Nothing past the line containing "pub(crate) const AUDIT_SELECT: &str" belongs in the output. Copy exactly every line of the data below from the first up to and including it.
**** Input for this task
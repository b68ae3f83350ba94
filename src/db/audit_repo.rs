// src/db/audit_repo.rs

use chrono::{DateTime, Utc};
use serde_json::Value;
use sqlx::{PgPool, Postgres, QueryBuilder};
use uuid::Uuid;

use crate::{
    common::error::AppError,
    models::audit::AuditEntry,
    services::access::{self, EntityKind, Scope},
};

// Alias da tabela principal: `a`. LEFT JOIN: o autor pode ter sido removido
// (user_id fica nulo e a entrada aparece sem username).
pub(crate) const AUDIT_SELECT: &str = "SELECT a.id, u.username AS username, a.action, \
     a.model, a.object_id, a.old_value, a.new_value, a.ip_address, a.user_agent, a.created_at \
     FROM audit_trail a LEFT JOIN users u ON u.id = a.user_id WHERE 1=1";

#[derive(Debug, Clone)]
pub struct AuditFilter {
    pub user: Option<Uuid>,
    pub model: Option<String>,
    pub action: Option<String>,
    pub date_from: Option<DateTime<Utc>>,
    pub date_to: Option<DateTime<Utc>>,
    pub scope: Scope,
}

fn push_filters(qb: &mut QueryBuilder<'_, Postgres>, filter: &AuditFilter) {
    if let Some(user) = filter.user {
        qb.push(" AND a.user_id = ").push_bind(user);
    }
    if let Some(model) = &filter.model {
        qb.push(" AND a.model ILIKE ").push_bind(format!("%{model}%"));
    }
    if let Some(action) = &filter.action {
        qb.push(" AND LOWER(a.action) = LOWER(")
            .push_bind(action.clone())
            .push(")");
    }
    if let Some(from) = filter.date_from {
        qb.push(" AND a.created_at >= ").push_bind(from);
    }
    if let Some(to) = filter.date_to {
        qb.push(" AND a.created_at <= ").push_bind(to);
    }
    access::push_scope(qb, EntityKind::AuditTrail, filter.scope);
}

#[derive(Clone)]
pub struct AuditRepository {
    pool: PgPool,
}

impl AuditRepository {
    pub fn new(pool: PgPool) -> Self {
        Self { pool }
    }

    /// Um INSERT por registro; a trilha não tem UPDATE nem DELETE.
    #[allow(clippy::too_many_arguments)]
    pub async fn insert(
        &self,
        user_id: Option<Uuid>,
        action: &str,
        model: &str,
        object_id: &str,
        old_value: Option<Value>,
        new_value: Option<Value>,
        ip_address: Option<&str>,
        user_agent: &str,
    ) -> Result<(), AppError> {
        sqlx::query(
            "INSERT INTO audit_trail
                 (user_id, action, model, object_id, old_value, new_value, ip_address, user_agent)
             VALUES ($1, $2, $3, $4, $5, $6, $7, $8)",
        )
        .bind(user_id)
        .bind(action)
        .bind(model)
        .bind(object_id)
        .bind(old_value)
        .bind(new_value)
        .bind(ip_address)
        .bind(user_agent)
        .execute(&self.pool)
        .await?;

        Ok(())
    }

    pub async fn count(&self, filter: &AuditFilter) -> Result<i64, AppError> {
        let mut qb = QueryBuilder::new("SELECT COUNT(*) FROM audit_trail a WHERE 1=1");
        push_filters(&mut qb, filter);
        Ok(qb.build_query_scalar().fetch_one(&self.pool).await?)
    }

    pub async fn list(
        &self,
        filter: &AuditFilter,
        limit: i64,
        offset: i64,
    ) -> Result<Vec<AuditEntry>, AppError> {
        let mut qb = QueryBuilder::new(AUDIT_SELECT);
        push_filters(&mut qb, filter);
        qb.push(" ORDER BY a.created_at DESC LIMIT ")
            .push_bind(limit)
            .push(" OFFSET ")
            .push_bind(offset);
        Ok(qb.build_query_as::<AuditEntry>().fetch_all(&self.pool).await?)
    }
}

#[cfg(test)]
mod tests {
    use super::*;

    #[test]
    fn action_filter_is_case_insensitive_and_model_is_substring() {
        let mut qb = QueryBuilder::new("SELECT COUNT(*) FROM audit_trail a WHERE 1=1");
        let f = AuditFilter {
            user: None,
            model: Some("Lead".to_string()),
            action: Some("CREATE".to_string()),
            date_from: None,
            date_to: None,
            scope: Scope::Unrestricted,
        };
        push_filters(&mut qb, &f);
        assert_eq!(
            qb.sql(),
            "SELECT COUNT(*) FROM audit_trail a WHERE 1=1 \
             AND a.model ILIKE $1 AND LOWER(a.action) = LOWER($2)"
        );
    }

    #[test]
    fn agent_scope_restricts_to_own_actions() {
        let mut qb = QueryBuilder::new("SELECT COUNT(*) FROM audit_trail a WHERE 1=1");
        let f = AuditFilter {
            user: None,
            model: None,
            action: None,
            date_from: None,
            date_to: None,
            scope: Scope::OwnedBy(Uuid::new_v4()),
        };
        push_filters(&mut qb, &f);
        assert!(qb.sql().ends_with("AND a.user_id = $1"));
    }
}
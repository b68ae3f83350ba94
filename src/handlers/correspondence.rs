// src/handlers/correspondence.rs

use axum::{
    Json,
    extract::{Query, State},
    http::StatusCode,
    response::IntoResponse,
};
use serde::Deserialize;
use serde_json::json;
use uuid::Uuid;

use crate::{
    common::{error::AppError, pagination::Pagination},
    config::AppState,
    db::correspondence_repo::CorrespondenceFilter,
    middleware::{auth::AuthenticatedUser, client_meta::ClientMeta},
    models::audit::AuditAction,
    models::correspondence::{
        CorrespondenceType, CreateCorrespondencePayload, UpdateCorrespondencePayload,
    },
    services::access::{self, EntityKind, Operation},
};

use super::lead::DeleteQuery;

#[derive(Debug, Deserialize)]
pub struct CorrespondenceListQuery {
    pub contact: Option<Uuid>,
    #[serde(rename = "type")]
    pub kind: Option<CorrespondenceType>,
    pub created_by: Option<Uuid>,
    pub search: Option<String>,
    pub page: Option<u32>,
    pub rows: Option<u32>,
}

pub async fn list_correspondence(
    State(app_state): State<AppState>,
    AuthenticatedUser(user): AuthenticatedUser,
    Query(params): Query<CorrespondenceListQuery>,
) -> Result<impl IntoResponse, AppError> {
    let pagination = Pagination::new(params.page, params.rows)?;
    let filter = CorrespondenceFilter {
        contact: params.contact,
        kind: params.kind,
        created_by: params.created_by,
        search: params.search,
        scope: access::scope_for(&user),
    };

    let total = app_state.correspondence_repo.count(&filter).await?;
    let offset = pagination.offset(total)?;
    let correspondence = app_state
        .correspondence_repo
        .list(&filter, pagination.rows, offset)
        .await?;

    Ok(Json(json!({
        "message": "Correspondence Fetched Successfully",
        "correspondence": correspondence,
        "current_page": pagination.page,
        "last_page": pagination.last_page(total),
        "total": total,
    })))
}

pub async fn create_correspondence(
    State(app_state): State<AppState>,
    AuthenticatedUser(user): AuthenticatedUser,
    meta: ClientMeta,
    Json(payload): Json<CreateCorrespondencePayload>,
) -> Result<impl IntoResponse, AppError> {
    let contact_id = payload
        .contact
        .ok_or_else(|| AppError::NotFound("Contact not found".to_string()))?;
    let kind = payload
        .kind
        .ok_or_else(|| AppError::Validation("Type is required".to_string()))?;

    let contact = app_state
        .contact_repo
        .find_by_id(contact_id)
        .await?
        .ok_or_else(|| AppError::NotFound("Contact not found".to_string()))?;

    access::can_mutate(&user, EntityKind::Correspondence, contact.lead_owner_id, Operation::Create)?;

    // Duração só importa (e precisa ser positiva) em ligações e reuniões
    if kind.is_timed() && payload.duration.is_some_and(|d| d <= 0) {
        return Err(AppError::Validation(
            "Duration must be positive for calls and meetings".to_string(),
        ));
    }

    let correspondence = app_state
        .correspondence_repo
        .create(
            contact.id,
            kind,
            payload.notes.as_deref().unwrap_or(""),
            payload.outcome.as_deref().unwrap_or(""),
            payload.duration,
            user.id,
        )
        .await?;

    app_state
        .audit
        .record(user.id, AuditAction::Create, &correspondence, None, &meta)
        .await?;

    Ok((
        StatusCode::CREATED,
        Json(json!({
            "message": "Correspondence created successfully",
            "correspondence": correspondence,
        })),
    ))
}

pub async fn update_correspondence(
    State(app_state): State<AppState>,
    AuthenticatedUser(user): AuthenticatedUser,
    meta: ClientMeta,
    Json(payload): Json<UpdateCorrespondencePayload>,
) -> Result<impl IntoResponse, AppError> {
    let correspondence = app_state
        .correspondence_repo
        .find_by_id(payload.id)
        .await?
        .ok_or_else(|| AppError::NotFound("Correspondence not found".to_string()))?;

    access::can_mutate(
        &user,
        EntityKind::Correspondence,
        correspondence.lead_owner_id,
        Operation::Update,
    )?;

    if payload.duration.is_some_and(|d| d <= 0) {
        return Err(AppError::Validation("Duration must be positive".to_string()));
    }

    let old_values = correspondence.change_snapshot();

    let updated = app_state
        .correspondence_repo
        .update(
            correspondence.id,
            payload.kind.unwrap_or(correspondence.kind),
            payload.notes.as_deref().unwrap_or(&correspondence.notes),
            payload.outcome.as_deref().unwrap_or(&correspondence.outcome),
            payload.duration.or(correspondence.duration),
        )
        .await?;

    app_state
        .audit
        .record(user.id, AuditAction::Update, &updated, Some(old_values), &meta)
        .await?;

    Ok(Json(json!({
        "message": "Correspondence updated successfully",
        "correspondence": updated,
    })))
}

pub async fn delete_correspondence(
    State(app_state): State<AppState>,
    AuthenticatedUser(user): AuthenticatedUser,
    meta: ClientMeta,
    Query(params): Query<DeleteQuery>,
) -> Result<impl IntoResponse, AppError> {
    let correspondence = app_state
        .correspondence_repo
        .find_by_id(params.id)
        .await?
        .ok_or_else(|| AppError::NotFound("Correspondence not found".to_string()))?;

    access::can_mutate(
        &user,
        EntityKind::Correspondence,
        correspondence.lead_owner_id,
        Operation::Delete,
    )?;

    let old_values = correspondence.change_snapshot();
    app_state
        .audit
        .record(user.id, AuditAction::Delete, &correspondence, Some(old_values), &meta)
        .await?;

    app_state.correspondence_repo.delete(correspondence.id).await?;

    Ok(Json(json!({ "message": "Correspondence deleted successfully" })))
}
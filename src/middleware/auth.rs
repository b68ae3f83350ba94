// src/middleware/auth.rs

use axum::{
    extract::{FromRequestParts, Request, State},
    http::request::Parts,
    middleware::Next,
    response::Response,
};

use crate::{common::error::AppError, config::AppState, models::auth::User};

// O middleware em si: valida o Bearer token e injeta o usuário na requisição
pub async fn auth_guard(
    State(app_state): State<AppState>,
    mut request: Request,
    next: Next,
) -> Result<Response, AppError> {
    let auth_header = request
        .headers()
        .get("Authorization")
        .and_then(|value| value.to_str().ok());

    if let Some(auth_header) = auth_header {
        if let Some(token) = auth_header.strip_prefix("Bearer ") {
            let user = app_state.auth_service.validate_token(token).await?;

            // Insere o usuário nos "extensions" da requisição
            request.extensions_mut().insert(user);
            return Ok(next.run(request).await);
        }
    }

    Err(AppError::InvalidToken)
}

// Extrator para obter o usuário autenticado diretamente nos handlers
pub struct AuthenticatedUser(pub User);

impl<S> FromRequestParts<S> for AuthenticatedUser
where
    S: Send + Sync,
{
    type Rejection = AppError;

    async fn from_request_parts(parts: &mut Parts, _state: &S) -> Result<Self, Self::Rejection> {
        parts
            .extensions
            .get::<User>()
            .cloned()
            .map(AuthenticatedUser)
            .ok_or(AppError::InvalidToken)
    }
}
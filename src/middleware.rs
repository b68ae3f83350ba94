pub mod auth;
pub mod client_meta;
// src/db/lead_repo.rs

use rust_decimal::Decimal;
use sqlx::{PgPool, Postgres, QueryBuilder};
use uuid::Uuid;

use crate::{
    common::error::AppError,
    models::lead::{Lead, LeadStatus},
    services::access::{self, EntityKind, Scope},
};

// Projeção canônica de um lead: campos da tabela + nome do dono e
// contadores que o frontend exibe. Alias da tabela principal: `l`.
pub(crate) const LEAD_SELECT: &str = "SELECT l.id, l.name, l.status, l.owner_id, \
     u.username AS owner_username, l.description, l.value, l.source, \
     (SELECT COUNT(*) FROM contacts ct WHERE ct.linked_lead_id = l.id) AS contacts_count, \
     (SELECT COUNT(*) FROM notes nt WHERE nt.lead_id = l.id) AS notes_count, \
     (SELECT COUNT(*) FROM reminders rm WHERE rm.lead_id = l.id) AS reminders_count, \
     l.created_at, l.updated_at \
     FROM leads l JOIN users u ON u.id = l.owner_id WHERE 1=1";

/// Filtro conjuntivo da listagem de leads (parâmetros de query + escopo).
#[derive(Debug, Clone)]
pub struct LeadFilter {
    pub id: Option<Uuid>,
    pub status: Option<LeadStatus>,
    pub owner: Option<Uuid>,
    pub search: Option<String>,
    pub scope: Scope,
}

fn push_filters(qb: &mut QueryBuilder<'_, Postgres>, filter: &LeadFilter) {
    if let Some(id) = filter.id {
        qb.push(" AND l.id = ").push_bind(id);
    }
    if let Some(status) = filter.status {
        qb.push(" AND l.status = ").push_bind(status);
    }
    if let Some(owner) = filter.owner {
        qb.push(" AND l.owner_id = ").push_bind(owner);
    }
    if let Some(search) = &filter.search {
        let pattern = format!("%{search}%");
        qb.push(" AND (l.name ILIKE ")
            .push_bind(pattern.clone())
            .push(" OR l.description ILIKE ")
            .push_bind(pattern.clone())
            .push(" OR l.source ILIKE ")
            .push_bind(pattern)
            .push(")");
    }
    access::push_scope(qb, EntityKind::Lead, filter.scope);
}

#[derive(Clone)]
pub struct LeadRepository {
    pool: PgPool,
}

impl LeadRepository {
    pub fn new(pool: PgPool) -> Self {
        Self { pool }
    }

    pub async fn count(&self, filter: &LeadFilter) -> Result<i64, AppError> {
        let mut qb = QueryBuilder::new("SELECT COUNT(*) FROM leads l WHERE 1=1");
        push_filters(&mut qb, filter);
        Ok(qb.build_query_scalar().fetch_one(&self.pool).await?)
    }

    pub async fn list(
        &self,
        filter: &LeadFilter,
        limit: i64,
        offset: i64,
    ) -> Result<Vec<Lead>, AppError> {
        let mut qb = QueryBuilder::new(LEAD_SELECT);
        push_filters(&mut qb, filter);
        qb.push(" ORDER BY l.created_at DESC LIMIT ")
            .push_bind(limit)
            .push(" OFFSET ")
            .push_bind(offset);
        Ok(qb.build_query_as::<Lead>().fetch_all(&self.pool).await?)
    }

    pub async fn find_by_id(&self, id: Uuid) -> Result<Option<Lead>, AppError> {
        let sql = format!("{LEAD_SELECT} AND l.id = $1");
        Ok(sqlx::query_as::<_, Lead>(&sql)
            .bind(id)
            .fetch_optional(&self.pool)
            .await?)
    }

    pub async fn create(
        &self,
        owner_id: Uuid,
        name: &str,
        status: LeadStatus,
        description: &str,
        value: Option<Decimal>,
        source: &str,
    ) -> Result<Lead, AppError> {
        let (id,): (Uuid,) = sqlx::query_as(
            "INSERT INTO leads (name, status, owner_id, description, value, source)
             VALUES ($1, $2, $3, $4, $5, $6)
             RETURNING id",
        )
        .bind(name)
        .bind(status)
        .bind(owner_id)
        .bind(description)
        .bind(value)
        .bind(source)
        .fetch_one(&self.pool)
        .await?;

        self.require(id).await
    }

    pub async fn update(
        &self,
        id: Uuid,
        name: &str,
        status: LeadStatus,
        description: &str,
        value: Option<Decimal>,
        source: &str,
    ) -> Result<Lead, AppError> {
        sqlx::query(
            "UPDATE leads
             SET name = $1, status = $2, description = $3, value = $4, source = $5,
                 updated_at = NOW()
             WHERE id = $6",
        )
        .bind(name)
        .bind(status)
        .bind(description)
        .bind(value)
        .bind(source)
        .bind(id)
        .execute(&self.pool)
        .await?;

        self.require(id).await
    }

    /// Apaga o lead; contatos, notas e lembretes caem junto via ON DELETE CASCADE.
    pub async fn delete(&self, id: Uuid) -> Result<(), AppError> {
        sqlx::query("DELETE FROM leads WHERE id = $1")
            .bind(id)
            .execute(&self.pool)
            .await?;
        Ok(())
    }

    async fn require(&self, id: Uuid) -> Result<Lead, AppError> {
        self.find_by_id(id).await?.ok_or_else(|| {
            AppError::InternalServerError(anyhow::anyhow!("lead {id} sumiu após a escrita"))
        })
    }
}

#[cfg(test)]
mod tests {
    use super::*;

    fn filter() -> LeadFilter {
        LeadFilter {
            id: None,
            status: None,
            owner: None,
            search: None,
            scope: Scope::Unrestricted,
        }
    }

    #[test]
    fn search_expands_to_all_text_fields() {
        let mut qb = QueryBuilder::new("SELECT COUNT(*) FROM leads l WHERE 1=1");
        let f = LeadFilter { search: Some("acme".to_string()), ..filter() };
        push_filters(&mut qb, &f);
        let sql = qb.sql();
        assert!(sql.contains("l.name ILIKE $1"));
        assert!(sql.contains("l.description ILIKE $2"));
        assert!(sql.contains("l.source ILIKE $3"));
    }

    #[test]
    fn filters_are_conjunctive_and_end_with_scope() {
        let agent = Uuid::new_v4();
        let mut qb = QueryBuilder::new("SELECT COUNT(*) FROM leads l WHERE 1=1");
        let f = LeadFilter {
            status: Some(LeadStatus::New),
            scope: Scope::OwnedBy(agent),
            ..filter()
        };
        push_filters(&mut qb, &f);
        assert_eq!(
            qb.sql(),
            "SELECT COUNT(*) FROM leads l WHERE 1=1 AND l.status = $1 AND l.owner_id = $2"
        );
    }
}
********
• _Result of the task_
repository b68ae3f83350ba94
filename src/db/audit_repo.rs
// src/db/audit_repo.rs

use chrono::{DateTime, Utc};
use serde_json::Value;
use sqlx::{PgPool, Postgres, QueryBuilder};
use uuid::Uuid;

use crate::{
    common::error::AppError,
    models::audit::AuditEntry,
    services::access::{self, EntityKind, Scope},
};

// Alias da tabela principal: `a`. LEFT JOIN: o autor pode ter sido removido
// (user_id fica nulo e a entrada aparece sem username).
pub(crate) const AUDIT_SELECT: &str = "SELECT a.id, u.username AS username, a.action, \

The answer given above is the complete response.